Before the midpoint of each month, Merrill Lynch issues its well-followed RIC Report. This monthly report contains annual and long-term forecasts and other key trends seen by the firm’s top strategists. One such key review was the intersection where technology is changing how health care is being handled.
Merrill Lynch’s Wamsi Mohan and Nat Schindler commented on the trends shaping health care. The first consideration is that the Affordable Care Act is helping to push electronic health records. This meets the Internet of Things to allow individuals to track much of their own health without frequent doctor visits.

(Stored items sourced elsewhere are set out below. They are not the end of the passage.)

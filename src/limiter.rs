//! Outbound-call pacing for the Segment API.
//!
//! Port of the original integration's Bottleneck `{ minTime }` setup: a
//! minimum spacing between the *start* times of successive scheduled calls.
//! The limiter does not bound how many calls are in flight, only how fast
//! new ones are issued.

use std::future::Future;
use std::time::Duration;

use tokio::sync::Mutex;
use tokio::time::{sleep_until, Instant};

/// Serialises admission of outbound calls so that successive task starts are
/// at least `min_interval` apart.
///
/// Admission is FIFO (the tokio mutex queues waiters fairly) and tasks are
/// never dropped or reordered. Once a task has been admitted it runs
/// unconstrained; completions may overlap arbitrarily.
pub struct RateLimiter {
    min_interval: Duration,
    next_slot: Mutex<Instant>,
}

impl RateLimiter {
    pub fn new(min_interval: Duration) -> Self {
        Self {
            min_interval,
            next_slot: Mutex::new(Instant::now()),
        }
    }

    /// Schedule `task`, delaying its start until the next free slot.
    pub async fn schedule<F, Fut, T>(&self, task: F) -> T
    where
        F: FnOnce() -> Fut,
        Fut: Future<Output = T>,
    {
        let start = {
            let mut slot = self.next_slot.lock().await;
            let now = Instant::now();
            let start = if *slot > now { *slot } else { now };
            *slot = start + self.min_interval;
            start
        };
        sleep_until(start).await;
        task().await
    }
}
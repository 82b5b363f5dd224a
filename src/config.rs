use std::time::Duration;

use tracing::{debug, info};

use crate::synchronise::FailurePolicy;

/// Everything the pipeline needs, constructed once at process start and
/// passed by reference into each component. Validation happens at
/// construction (see [`crate::load_config`]), not at first use.
#[derive(Debug, Clone)]
pub struct SyncConfig {
    pub segment: SegmentConfig,
    pub voucherify: VoucherifyConfig,
    /// Page size for the profile listing.
    pub page_limit: u32,
    /// Upper bound on customers per bulk upsert request.
    pub upsert_batch_size: usize,
    /// Minimum spacing between starts of outbound Segment calls.
    pub min_request_interval: Duration,
    pub policy: FailurePolicy,
    /// Cursor to resume from; `None` starts a full pass from the beginning.
    pub start_cursor: Option<String>,
}

#[derive(Debug, Clone)]
pub struct SegmentConfig {
    pub access_token: String,
    pub space_id: String,
    /// Per-profile traits request limit.
    pub traits_limit: u32,
}

#[derive(Debug, Clone)]
pub struct VoucherifyConfig {
    pub application_id: String,
    pub secret_key: String,
}

impl SyncConfig {
    pub fn trace_loaded(&self) {
        info!(
            space_id = %self.segment.space_id,
            page_limit = self.page_limit,
            traits_limit = self.segment.traits_limit,
            batch_size = self.upsert_batch_size,
            start_cursor = ?self.start_cursor,
            policy = ?self.policy,
            "Loaded SyncConfig"
        );
        debug!(?self, "SyncConfig loaded (full debug)");
    }
}
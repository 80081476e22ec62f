#![deny(missing_docs)]

//! # Data Models
//!
//! The normalized, language-agnostic view of a Go struct: an ordered list of
//! fields, each reduced to name, type text, tag text and comment text.

use serde::{Deserialize, Serialize};
use std::fmt::Display;

/// A struct field in a simplified form.
///
/// All four parts are plain text. An empty `tag` or `comment` means "none".
#[derive(Debug, Clone, Default, PartialEq, Eq, Serialize, Deserialize)]
pub struct FieldDef {
    /// Field name.
    pub name: String,
    /// Field type as written in Go syntax (e.g. `map[string][]int`).
    #[serde(rename = "type")]
    pub ty: String,
    /// Tag text without the surrounding backticks.
    #[serde(default, skip_serializing_if = "String::is_empty")]
    pub tag: String,
    /// Trailing comment text without the comment markers.
    #[serde(default, skip_serializing_if = "String::is_empty")]
    pub comment: String,
}

impl FieldDef {
    /// Creates a field with no tag and no comment.
    pub fn new(name: impl Into<String>, ty: impl Into<String>) -> Self {
        Self {
            name: name.into(),
            ty: ty.into(),
            tag: String::new(),
            comment: String::new(),
        }
    }

    /// Sets the tag text.
    pub fn with_tag(mut self, tag: impl Into<String>) -> Self {
        self.tag = tag.into();
        self
    }

    /// Sets the comment text.
    pub fn with_comment(mut self, comment: impl Into<String>) -> Self {
        self.comment = comment.into();
        self
    }
}

/// A struct definition in a simplified form.
#[derive(Debug, Clone, Default, PartialEq, Eq, Serialize, Deserialize)]
pub struct StructDef {
    /// The declared identifier. Empty for anonymous struct literals.
    pub name: String,
    /// Fields in declaration order.
    #[serde(default)]
    pub fields: Vec<FieldDef>,
}

/// Switches for the struct header emitted by [`StructDef::format`].
#[derive(Debug, Clone, Copy, Default, PartialEq, Eq)]
pub struct FormatOptions {
    /// Omit the leading `type ` keyword.
    pub no_prefix_type: bool,
    /// Omit the struct name.
    pub no_prefix_name: bool,
}

impl StructDef {
    /// Creates a struct definition from a name and its fields.
    pub fn new(name: impl Into<String>, fields: Vec<FieldDef>) -> Self {
        Self {
            name: name.into(),
            fields,
        }
    }

    /// Returns the first field with the given name.
    pub fn field(&self, name: &str) -> Option<&FieldDef> {
        self.fields.iter().find(|f| f.name == name)
    }

    /// Returns the field names in declaration order.
    pub fn field_names(&self) -> Vec<&str> {
        self.fields.iter().map(|f| f.name.as_str()).collect()
    }

    /// Renders the definition as Go source text.
    ///
    /// ```
    /// use gostruct_core::model::{FieldDef, FormatOptions, StructDef};
    ///
    /// let def = StructDef::new(
    ///     "User",
    ///     vec![FieldDef::new("ID", "int").with_tag(r#"json:"id""#).with_comment("Primary key")],
    /// );
    /// assert_eq!(
    ///     def.format(FormatOptions::default()),
    ///     "type User struct {\n\tID int `json:\"id\"` // Primary key\n}"
    /// );
    /// ```
    pub fn format(&self, opts: FormatOptions) -> String {
        let mut code = String::new();

        if !opts.no_prefix_type {
            code.push_str("type ");
        }
        if !opts.no_prefix_name {
            code.push_str(&format!("{} ", self.name));
        }
        code.push_str("struct {\n");

        for field in &self.fields {
            code.push_str(&format!("\t{} {}", field.name, field.ty));
            if !field.tag.is_empty() {
                code.push_str(&format!(" `{}`", field.tag));
            }
            if !field.comment.is_empty() {
                code.push(' ');
                code.push_str(&comment_literal(&field.comment));
            }
            code.push('\n');
        }

        code.push('}');
        code
    }
}

/// Writes comment text as a Go comment; text spanning lines needs `/* */`.
pub(crate) fn comment_literal(text: &str) -> String {
    if text.contains('\n') {
        format!("/* {} */", text)
    } else {
        format!("// {}", text)
    }
}

impl Display for StructDef {
    fn fmt(&self, f: &mut std::fmt::Formatter<'_>) -> std::fmt::Result {
        write!(f, "{}", self.format(FormatOptions::default()))
    }
}
#![deny(missing_docs)]

//! # Struct Merge
//!
//! Combines the struct as it currently exists in source with the shape it
//! should have. The desired model dictates which fields exist and in what
//! order; the current model contributes tags and comments the desired model
//! leaves empty, plus any fields the caller asks to preserve.

use crate::model::{FieldDef, StructDef};
use indexmap::IndexMap;
use std::collections::HashSet;

/// Names of fields that must survive a merge even when the desired model omits them.
pub type PreservationSet = HashSet<String>;

/// Merges `current` into `desired`.
///
/// - Output order follows `desired.fields`.
/// - A desired field that also exists in `current` keeps its own name and type;
///   an empty tag or comment is filled from the current field.
/// - Current fields absent from `desired` are dropped unless named in
///   `preserve`; preserved ones are appended unchanged, in the order they are
///   declared in `current`.
///
/// Neither input is modified.
///
/// # Examples
/// ```
/// use gostruct_core::merge::{merge_structs, PreservationSet};
/// use gostruct_core::model::{FieldDef, StructDef};
///
/// let current = StructDef::new("User", vec![
///     FieldDef::new("ID", "int").with_tag(r#"json:"id""#),
///     FieldDef::new("Age", "int"),
/// ]);
/// let desired = StructDef::new("User", vec![FieldDef::new("ID", "int64")]);
/// let preserve: PreservationSet = ["Age".to_string()].into();
///
/// let merged = merge_structs(&current, &desired, Some(&preserve));
/// assert_eq!(merged.fields[0].ty, "int64");
/// assert_eq!(merged.fields[0].tag, r#"json:"id""#);
/// assert_eq!(merged.fields[1].name, "Age");
/// ```
pub fn merge_structs(
    current: &StructDef,
    desired: &StructDef,
    preserve: Option<&PreservationSet>,
) -> StructDef {
    // Duplicate names: the last definition wins, the first position is kept.
    let current_by_name = index_by_name(&current.fields);
    let desired_by_name = index_by_name(&desired.fields);

    let mut fields = Vec::with_capacity(desired_by_name.len());
    for (name, field) in &desired_by_name {
        let merged = match current_by_name.get(name) {
            Some(existing) => merge_field(existing, field),
            None => (*field).clone(),
        };
        fields.push(merged);
    }

    let mut preserved = 0usize;
    if let Some(preserve) = preserve {
        for (name, field) in &current_by_name {
            if preserve.contains(*name) && !desired_by_name.contains_key(name) {
                fields.push((*field).clone());
                preserved += 1;
            }
        }
    }

    let current_only = current_by_name
        .keys()
        .filter(|name| !desired_by_name.contains_key(*name))
        .count();
    tracing::debug!(
        name = %desired.name,
        desired = desired_by_name.len(),
        preserved,
        dropped = current_only - preserved,
        "Merged struct definition"
    );

    StructDef {
        name: desired.name.clone(),
        fields,
    }
}

fn index_by_name(fields: &[FieldDef]) -> IndexMap<&str, &FieldDef> {
    let mut by_name = IndexMap::with_capacity(fields.len());
    for field in fields {
        by_name.insert(field.name.as_str(), field);
    }
    by_name
}

/// Field-level merge: name and type from `desired`, tag and comment from
/// `desired` unless empty there.
fn merge_field(current: &FieldDef, desired: &FieldDef) -> FieldDef {
    let mut merged = desired.clone();
    if merged.tag.is_empty() && !current.tag.is_empty() {
        merged.tag = current.tag.clone();
    }
    if merged.comment.is_empty() && !current.comment.is_empty() {
        merged.comment = current.comment.clone();
    }
    merged
}

#[cfg(test)]
mod tests {
    use super::*;
    use pretty_assertions::assert_eq;

    fn current() -> StructDef {
        StructDef::new(
            "User",
            vec![
                FieldDef::new("ID", "int").with_tag(r#"json:"id""#),
                FieldDef::new("Name", "string"),
                FieldDef::new("Age", "int"),
            ],
        )
    }

    fn desired() -> StructDef {
        StructDef::new(
            "User",
            vec![
                FieldDef::new("ID", "int64"),
                FieldDef::new("Name", "string"),
                FieldDef::new("Email", "string"),
            ],
        )
    }

    fn preserve(names: &[&str]) -> PreservationSet {
        names.iter().map(|n| n.to_string()).collect()
    }

    #[test]
    fn test_end_to_end_example() {
        let merged = merge_structs(&current(), &desired(), Some(&preserve(&["Age"])));
        assert_eq!(
            merged,
            StructDef::new(
                "User",
                vec![
                    FieldDef::new("ID", "int64").with_tag(r#"json:"id""#),
                    FieldDef::new("Name", "string"),
                    FieldDef::new("Email", "string"),
                    FieldDef::new("Age", "int"),
                ]
            )
        );
    }

    #[test]
    fn test_type_changes_propagate() {
        let merged = merge_structs(&current(), &desired(), None);
        assert_eq!(merged.field("ID").unwrap().ty, "int64");
    }

    #[test]
    fn test_deletion_without_preserve() {
        let merged = merge_structs(&current(), &desired(), None);
        assert_eq!(merged.field_names(), vec!["ID", "Name", "Email"]);
        assert!(merged.field("Age").is_none());
    }

    #[test]
    fn test_empty_preserve_set_behaves_like_none() {
        let merged = merge_structs(&current(), &desired(), Some(&PreservationSet::new()));
        assert_eq!(merged, merge_structs(&current(), &desired(), None));
    }

    #[test]
    fn test_tag_and_comment_inheritance() {
        let current = StructDef::new(
            "User",
            vec![
                FieldDef::new("ID", "int")
                    .with_tag(r#"json:"id""#)
                    .with_comment("Primary key"),
                FieldDef::new("Name", "string")
                    .with_tag(r#"json:"name""#)
                    .with_comment("User's name"),
                FieldDef::new("Age", "int")
                    .with_tag(r#"json:"age,omitempty""#)
                    .with_comment("User's age"),
            ],
        );
        let desired = StructDef::new(
            "User",
            vec![
                FieldDef::new("ID", "int64"),
                FieldDef::new("Name", "string").with_tag(r#"json:"full_name""#),
                FieldDef::new("Email", "string")
                    .with_tag(r#"json:"email""#)
                    .with_comment("Email address"),
            ],
        );

        let merged = merge_structs(&current, &desired, None);

        assert_eq!(merged.fields.len(), 3);
        assert_eq!(
            merged.field("ID").unwrap(),
            &FieldDef::new("ID", "int64")
                .with_tag(r#"json:"id""#)
                .with_comment("Primary key")
        );
        let name = merged.field("Name").unwrap();
        assert_eq!(name.tag, r#"json:"full_name""#);
        assert_eq!(name.comment, "User's name");
        let email = merged.field("Email").unwrap();
        assert_eq!(email.tag, r#"json:"email""#);
        assert_eq!(email.comment, "Email address");
    }

    #[test]
    fn test_preserved_field_keeps_original_parts() {
        let current = StructDef::new(
            "User",
            vec![FieldDef::new("Age", "uint8")
                .with_tag(r#"json:"age""#)
                .with_comment("years")],
        );
        let desired = StructDef::new("User", vec![FieldDef::new("ID", "int")]);

        let merged = merge_structs(&current, &desired, Some(&preserve(&["Age"])));
        assert_eq!(merged.fields[1], current.fields[0]);
    }

    #[test]
    fn test_preserve_does_not_duplicate_desired_fields() {
        let merged = merge_structs(&current(), &desired(), Some(&preserve(&["ID", "Name"])));
        assert_eq!(merged.field_names(), vec!["ID", "Name", "Email"]);
    }

    #[test]
    fn test_preserved_fields_follow_current_order() {
        let current = StructDef::new(
            "T",
            vec![
                FieldDef::new("C", "int"),
                FieldDef::new("A", "int"),
                FieldDef::new("B", "int"),
            ],
        );
        let desired = StructDef::new("T", vec![FieldDef::new("Z", "int")]);

        let merged = merge_structs(&current, &desired, Some(&preserve(&["A", "B", "C"])));
        assert_eq!(merged.field_names(), vec!["Z", "C", "A", "B"]);
    }

    #[test]
    fn test_field_count_property() {
        let p = preserve(&["Age", "Missing"]);
        let merged = merge_structs(&current(), &desired(), Some(&p));
        let preserved_only = current()
            .fields
            .iter()
            .filter(|f| p.contains(&f.name) && desired().field(&f.name).is_none())
            .count();
        assert_eq!(merged.fields.len(), desired().fields.len() + preserved_only);
    }

    #[test]
    fn test_idempotent_when_reapplied() {
        let p = preserve(&["Age"]);
        let once = merge_structs(&current(), &desired(), Some(&p));
        let twice = merge_structs(&current(), &once, Some(&p));
        assert_eq!(twice, once);
    }

    #[test]
    fn test_inputs_are_untouched() {
        let (c, d) = (current(), desired());
        let _ = merge_structs(&c, &d, Some(&preserve(&["Age"])));
        assert_eq!(c, current());
        assert_eq!(d, desired());
    }

    #[test]
    fn test_result_name_comes_from_desired() {
        let desired = StructDef::new("Account", Vec::new());
        assert_eq!(merge_structs(&current(), &desired, None).name, "Account");
    }

    #[test]
    fn test_duplicate_current_names_last_wins() {
        let current = StructDef::new(
            "T",
            vec![
                FieldDef::new("A", "int").with_tag("first"),
                FieldDef::new("A", "int").with_tag("second"),
            ],
        );
        let desired = StructDef::new("T", vec![FieldDef::new("A", "int")]);
        assert_eq!(merge_structs(&current, &desired, None).fields[0].tag, "second");
    }

    #[test]
    fn test_duplicate_desired_names_last_wins() {
        let desired = StructDef::new(
            "User",
            vec![
                FieldDef::new("Name", "int"),
                FieldDef::new("ID", "int64"),
                FieldDef::new("Name", "string").with_comment("display"),
            ],
        );

        let merged = merge_structs(&current(), &desired, None);
        assert_eq!(merged.field_names(), vec!["Name", "ID"]);
        assert_eq!(
            merged.fields[0],
            FieldDef::new("Name", "string").with_comment("display")
        );
    }
}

Three companies were highlighted by Merrill Lynch in the convergence of technology and health care. IBM was featured for Watson, Apple was featured (and not only for the Apple Watch), as was Fitbit. Merrill Lynch’s RIC Report for April 2016 said:
Some implications include predicting who is at risk of disease, assigning symptoms to disease, determining correlations between behavior and wellness, determining cures, enhancing patient/doctor communication, and allowing for more seamless and efficient care. With health care data expected to double in the next two years, the ability to leverage the available data to drive insights is pivotal, and several big tech companies are positioning themselves to do just that.
International Business Machines Corp. (NYSE: IBM) already has seen its shares bounce handily in 2016. Merrill Lynch sees IBM’s Watson as building the technology to take the massive amount of data available across many sources to run analytics and drive insights.
A partnership with Apple is helping to build a comprehensive patient profile to allow individuals, institutions and medical providers to employ specific and sensitive comprehensive data to derive insights to enhance health.
Merrill Lynch said that Watson can aggregate data on existing patents; chemical properties and structures; genetic, metabolic and proteomic information; and research on over 7 million diseases. It can also mine data to identify patterns more easily than the scientific community.
Unlike the other two stocks featured in health care and IT, Merrill Lynch rates IBM only with a Neutral rating rather than a Buy rating. The firm previously had a $135 price objective for IBM, but in late-March that target was raised to $155.
IBM’s consensus analyst target was last seen at $136.32, and its 52-week trading range is $116.90 to $176.30. IBM’s market cap is $143.5 billion.
Of course Apple Inc. (NASDAQ: AAPL) has the eponymous smartwatch, but Merrill Lynch highlighted other aspects of Apple as being on the cusp of playing a larger role in the health care industry. This is for establishing stringent privacy controls and to be a player in the mass aggregation of health-related data.
Merrill Lynch showed that Apple has the Apple Watch, iPhone accessories as sensory input devices for its Health App, alongside HealthKit and ResearchKit, to facilitate storage and large scale analysis of medical research data.